Wakil Ketua III Badan Amil Zakat Nasional, Badrus Syamsi.

GSNews.id – Realisasi penghimpunan zakat di Kalimantan Timur (Kaltim) sepanjang 2025 tercatat Rp20,6 miliar hingga akhir Desember. Angka ini dinilai belum mencerminkan potensi sesungguhnya, terutama jika melihat besarnya sektor pertambangan dan perkebunan di daerah.

Penyaluran Lebih Besar dari Penghimpunan

Wakil Ketua III Badan Amil Zakat Nasional, Badrus Syamsi, menjelaskan total penyaluran zakat tahun 2025 mencapai sekitar Rp23 miliar. Nilai itu lebih tinggi karena adanya sisa saldo 2024 yang ikut dialokasikan untuk program berjalan.

“Penghimpunan 2025 sekitar Rp20,6 miliar, sementara penyaluran Rp23 miliar karena ada saldo tahun sebelumnya,” ujarnya di Gedung E DPRD Kaltim, Rabu (18/2/2026).

Menurutnya, dana tersebut masih jauh dari cukup untuk menjangkau kebutuhan mustahik di seluruh wilayah Kaltim.
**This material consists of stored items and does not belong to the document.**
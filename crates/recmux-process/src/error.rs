use recmux_frame::FrameError;
use recmux_transport::TransportError;

/// Errors that can occur while running a recognizer process.
#[derive(Debug, thiserror::Error)]
pub enum ProcessError {
    /// Frame-level error, including a broken pipe to the recognizer.
    #[error("frame error: {0}")]
    Frame(#[from] FrameError),

    /// Transport-level error.
    #[error("transport error: {0}")]
    Transport(#[from] TransportError),

    /// A decoder setting outside its allowed range.
    #[error("{name} value {value} is not in range {min}-{max}")]
    OutOfRange {
        name: &'static str,
        value: u32,
        min: u32,
        max: u32,
    },

    /// The connect and script strings produced no program to run.
    #[error("recognizer command is empty")]
    EmptyCommand,

    /// The command line could not be split or contains a NUL byte.
    #[error("invalid recognizer command: {0}")]
    InvalidCommand(String),

    /// `fork` failed.
    #[error("failed to spawn recognizer: {0}")]
    Spawn(std::io::Error),

    /// The child could not execute the program.
    #[error("failed to execute {program}: {source}")]
    Exec {
        program: String,
        source: std::io::Error,
    },

    /// Waiting for the child failed.
    #[error("failed to reap recognizer (pid {pid}): {source}")]
    Wait { pid: i32, source: std::io::Error },

    /// The operation needs a running recognizer.
    #[error("recognizer is not running")]
    NotRunning,

    /// The recognizer's stdin was closed; nothing more can be sent.
    #[error("recognizer input is closed")]
    InputClosed,

    /// `start` was called while a child is still running.
    #[error("recognizer is already running (pid {0})")]
    AlreadyRunning(i32),
}

impl ProcessError {
    /// Whether the recognizer's stdin pipe is gone.
    pub fn is_broken_pipe(&self) -> bool {
        matches!(self, ProcessError::Frame(err) if err.is_broken_pipe())
    }
}

pub type Result<T> = std::result::Result<T, ProcessError>;
use std::io::{IsTerminal, Write};
use std::time::{SystemTime, UNIX_EPOCH};

use clap::ValueEnum;
use comfy_table::{presets::UTF8_FULL, ContentArrangement, Table};
use recmux_frame::Message;
use serde::Serialize;

#[derive(Clone, Debug, Copy, ValueEnum)]
pub enum OutputFormat {
    Json,
    Table,
    Pretty,
    Raw,
}

impl OutputFormat {
    pub fn default_for_stdout() -> Self {
        if std::io::stdout().is_terminal() {
            Self::Table
        } else {
            Self::Json
        }
    }
}

#[derive(Serialize)]
struct MessageOutput<'a> {
    source: &'a str,
    type_code: u8,
    type_name: &'a str,
    urgent: bool,
    length: usize,
    data_length: usize,
    data: String,
    timestamp: String,
}

/// Print one received message. `source` names the queue it came from.
pub fn print_message(msg: &Message, source: &str, format: OutputFormat) {
    match format {
        OutputFormat::Json => {
            let out = MessageOutput {
                source,
                type_code: msg.type_code(),
                type_name: type_name(msg),
                urgent: msg.urgent(),
                length: msg.total_length(),
                data_length: msg.data_length(),
                data: data_preview(msg.data()),
                timestamp: now_unix_seconds(),
            };
            println!(
                "{}",
                serde_json::to_string(&out).unwrap_or_else(|_| "{}".to_string())
            );
        }
        OutputFormat::Table => {
            let mut table = Table::new();
            table
                .load_preset(UTF8_FULL)
                .set_content_arrangement(ContentArrangement::Dynamic)
                .set_header(vec!["TYPE", "URGENT", "SIZE", "SOURCE", "DATA"])
                .add_row(vec![
                    format!("{} ({})", type_name(msg), msg.type_code()),
                    msg.urgent().to_string(),
                    msg.data_length().to_string(),
                    source.to_string(),
                    data_preview(msg.data()),
                ]);
            println!("{table}");
        }
        OutputFormat::Pretty => {
            println!(
                "type={} ({}) urgent={} size={} source={} data={}",
                type_name(msg),
                msg.type_code(),
                msg.urgent(),
                msg.data_length(),
                source,
                data_preview(msg.data())
            );
        }
        OutputFormat::Raw => {
            print_raw(msg.data());
        }
    }
}

pub fn print_raw(data: &[u8]) {
    let mut out = std::io::stdout();
    let _ = out.write_all(data);
    let _ = out.flush();
}

pub fn type_name(msg: &Message) -> &'static str {
    msg.message_type().map_or("unknown", |kind| kind.name())
}

fn data_preview(data: &[u8]) -> String {
    match std::str::from_utf8(data) {
        Ok(text) => text.to_string(),
        Err(_) => format!("<binary {} bytes>", data.len()),
    }
}

fn now_unix_seconds() -> String {
    SystemTime::now()
        .duration_since(UNIX_EPOCH)
        .map(|d| d.as_secs().to_string())
        .unwrap_or_else(|_| "0".to_string())
}

#[cfg(test)]
mod tests {
    use recmux_frame::MessageType;

    use super::*;

    #[test]
    fn unknown_type_codes_are_named_unknown() {
        assert_eq!(type_name(&Message::with_type_code(200, false)), "unknown");
        assert_eq!(
            type_name(&Message::new(MessageType::RecogEnd, false)),
            MessageType::RecogEnd.name()
        );
    }

    #[test]
    fn binary_payloads_are_summarised() {
        assert_eq!(data_preview(b"beam 15"), "beam 15");
        assert_eq!(data_preview(&[0xff, 0xfe, 0x00]), "<binary 3 bytes>");
    }
}
use std::collections::vec_deque::{self, VecDeque};
use std::io::{ErrorKind, Write};
use std::os::fd::{AsRawFd, RawFd};

use bytes::Bytes;
use recmux_transport::PipeEnd;
use tracing::{debug, trace};

use crate::error::{FrameError, Result};
use crate::message::Message;

/// Send side of one pipe: writes queued messages in FIFO order.
///
/// One message at a time is moved into an internal send buffer; a
/// non-blocking descriptor may accept only part of it, and the rest goes
/// out on a later [`OutQueue::send_next`].
pub struct OutQueue {
    messages: VecDeque<Message>,
    buf: Bytes,
    sent: usize,
    pipe: Option<PipeEnd>,
    name: String,
}

impl OutQueue {
    /// Create a disabled queue.
    pub fn new() -> Self {
        Self {
            messages: VecDeque::new(),
            buf: Bytes::new(),
            sent: 0,
            pipe: None,
            name: String::new(),
        }
    }

    /// Attach a name used in log output.
    pub fn with_name(mut self, name: impl Into<String>) -> Self {
        self.name = name.into();
        self
    }

    pub fn name(&self) -> &str {
        &self.name
    }

    /// Bind the queue to the descriptor messages are written to.
    pub fn enable(&mut self, pipe: PipeEnd) {
        debug!(name = %self.name, fd = pipe.as_raw_fd(), "out-queue enabled");
        self.pipe = Some(pipe);
    }

    /// Close the descriptor and drop everything not yet written.
    pub fn disable(&mut self) {
        if let Some(pipe) = self.pipe.take() {
            debug!(
                name = %self.name,
                fd = pipe.as_raw_fd(),
                dropped = self.messages.len(),
                "out-queue disabled"
            );
        }
        self.messages.clear();
        self.buf = Bytes::new();
        self.sent = 0;
    }

    pub fn is_enabled(&self) -> bool {
        self.pipe.is_some()
    }

    /// Descriptor of the queue, if enabled.
    pub fn fd(&self) -> Option<RawFd> {
        self.pipe.as_ref().map(AsRawFd::as_raw_fd)
    }

    /// Queue a message behind everything already pending.
    pub fn add_message(&mut self, msg: Message) {
        trace!(
            name = %self.name,
            type_code = msg.type_code(),
            urgent = msg.urgent(),
            len = msg.total_length(),
            "message queued"
        );
        self.messages.push_back(msg);
    }

    /// Move the oldest pending message into the send buffer.
    ///
    /// Does nothing while a message is still being sent. Returns whether
    /// there are bytes waiting in the send buffer afterwards.
    pub fn prepare_next(&mut self) -> bool {
        if self.sent < self.buf.len() {
            return true;
        }
        match self.messages.pop_front() {
            Some(msg) => {
                self.buf = msg.into_bytes();
                self.sent = 0;
                true
            }
            None => false,
        }
    }

    /// Write as much of the send buffer as the descriptor accepts.
    ///
    /// Returns `Ok(true)` once the whole message has been written (or there
    /// was nothing to send), `Ok(false)` if the descriptor would block or the
    /// queue is disabled. A vanished reader yields [`FrameError::BrokenPipe`].
    pub fn send_next(&mut self) -> Result<bool> {
        let Some(pipe) = self.pipe.as_mut() else {
            return Ok(false);
        };
        let fd = pipe.as_raw_fd();

        while self.sent < self.buf.len() {
            match pipe.write(&self.buf[self.sent..]) {
                Ok(0) => return Ok(false),
                Ok(n) => self.sent += n,
                Err(err) if err.kind() == ErrorKind::WouldBlock => {
                    trace!(
                        name = %self.name,
                        fd,
                        sent = self.sent,
                        total = self.buf.len(),
                        "partial write"
                    );
                    return Ok(false);
                }
                Err(err) if err.kind() == ErrorKind::Interrupted => continue,
                Err(err) if err.kind() == ErrorKind::BrokenPipe => {
                    debug!(name = %self.name, fd, "peer closed pipe");
                    return Err(FrameError::BrokenPipe { fd });
                }
                Err(err) => return Err(FrameError::Io { fd, source: err }),
            }
        }

        self.buf = Bytes::new();
        self.sent = 0;
        Ok(true)
    }

    /// Send pending messages until the queue is empty or the descriptor
    /// would block. A disabled queue keeps its messages.
    pub fn flush(&mut self) -> Result<()> {
        if self.pipe.is_none() {
            return Ok(());
        }
        while self.prepare_next() {
            if !self.send_next()? {
                break;
            }
        }
        Ok(())
    }

    /// Drop every pending message. A message already being sent is kept.
    pub fn clear(&mut self) {
        self.messages.clear();
    }

    /// Drop pending messages that are not urgent, keeping the order of the
    /// rest. A message already being sent is kept.
    pub fn clear_non_urgent(&mut self) {
        let before = self.messages.len();
        self.messages.retain(Message::urgent);
        trace!(
            name = %self.name,
            dropped = before - self.messages.len(),
            "non-urgent messages dropped"
        );
    }

    /// Whether no message is waiting to be moved into the send buffer.
    pub fn is_empty(&self) -> bool {
        self.messages.is_empty()
    }

    /// Number of pending messages, not counting one in flight.
    pub fn len(&self) -> usize {
        self.messages.len()
    }

    /// Whether any bytes remain to be written.
    pub fn has_pending(&self) -> bool {
        !self.messages.is_empty() || self.sent < self.buf.len()
    }

    /// Unsent bytes of the message currently being written.
    pub fn in_flight(&self) -> Option<&[u8]> {
        (self.sent < self.buf.len()).then(|| &self.buf[self.sent..])
    }

    /// Pending messages, oldest first.
    pub fn pending(&self) -> vec_deque::Iter<'_, Message> {
        self.messages.iter()
    }
}

impl Default for OutQueue {
    fn default() -> Self {
        Self::new()
    }
}

impl std::fmt::Debug for OutQueue {
    fn fmt(&self, f: &mut std::fmt::Formatter<'_>) -> std::fmt::Result {
        f.debug_struct("OutQueue")
            .field("name", &self.name)
            .field("fd", &self.fd())
            .field("messages", &self.messages.len())
            .field("in_flight", &(self.buf.len() - self.sent))
            .finish()
    }
}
Terbagi ke 10 Daerah, Alokasi Menyusut

Badrus memaparkan, dana zakat yang terkumpul harus dibagi ke 10 kabupaten/kota. Jika dirata-ratakan, tiap daerah hanya menerima sekitar Rp2 miliar per tahun.

Jumlah itu dinilai relatif kecil dibanding kebutuhan riil masyarakat penerima manfaat. Berdasarkan data Badan Pusat Statistik, tingkat kemiskinan di Kaltim masih berada di kisaran ratusan ribu jiwa, sehingga dukungan dana sosial keagamaan tetap dibutuhkan untuk membantu kelompok rentan.

Secara nasional, Badan Amil Zakat Nasional juga mencatat potensi zakat Indonesia mencapai ratusan triliun rupiah per tahun, namun realisasi penghimpunannya belum maksimal. Kondisi ini dinilai selaras dengan tantangan di daerah.

Dorong Perusahaan Salurkan Lewat Baznas

Baznas Kaltim pun mengajak perusahaan tambang dan perkebunan agar menyalurkan zakat maupun dana tanggung jawab sosial perusahaan (CSR) melalui lembaga resmi supaya pengelolaannya lebih terarah dan terprogram.

Hingga kini, belum ada perusahaan tambang besar yang menyalurkan zakat secara langsung melalui Baznas Kaltim.
Badrus menegaskan, zakat memiliki ketentuan syariah serta mekanisme audit tersendiri. Sementara CSR lebih fleksibel, namun tetap bisa disinergikan untuk memperluas dampak sosial.

Ia juga mendorong adanya penguatan regulasi daerah, baik melalui peraturan gubernur maupun perda, agar tata kelola dana sosial keagamaan semakin jelas dan terkoordinasi.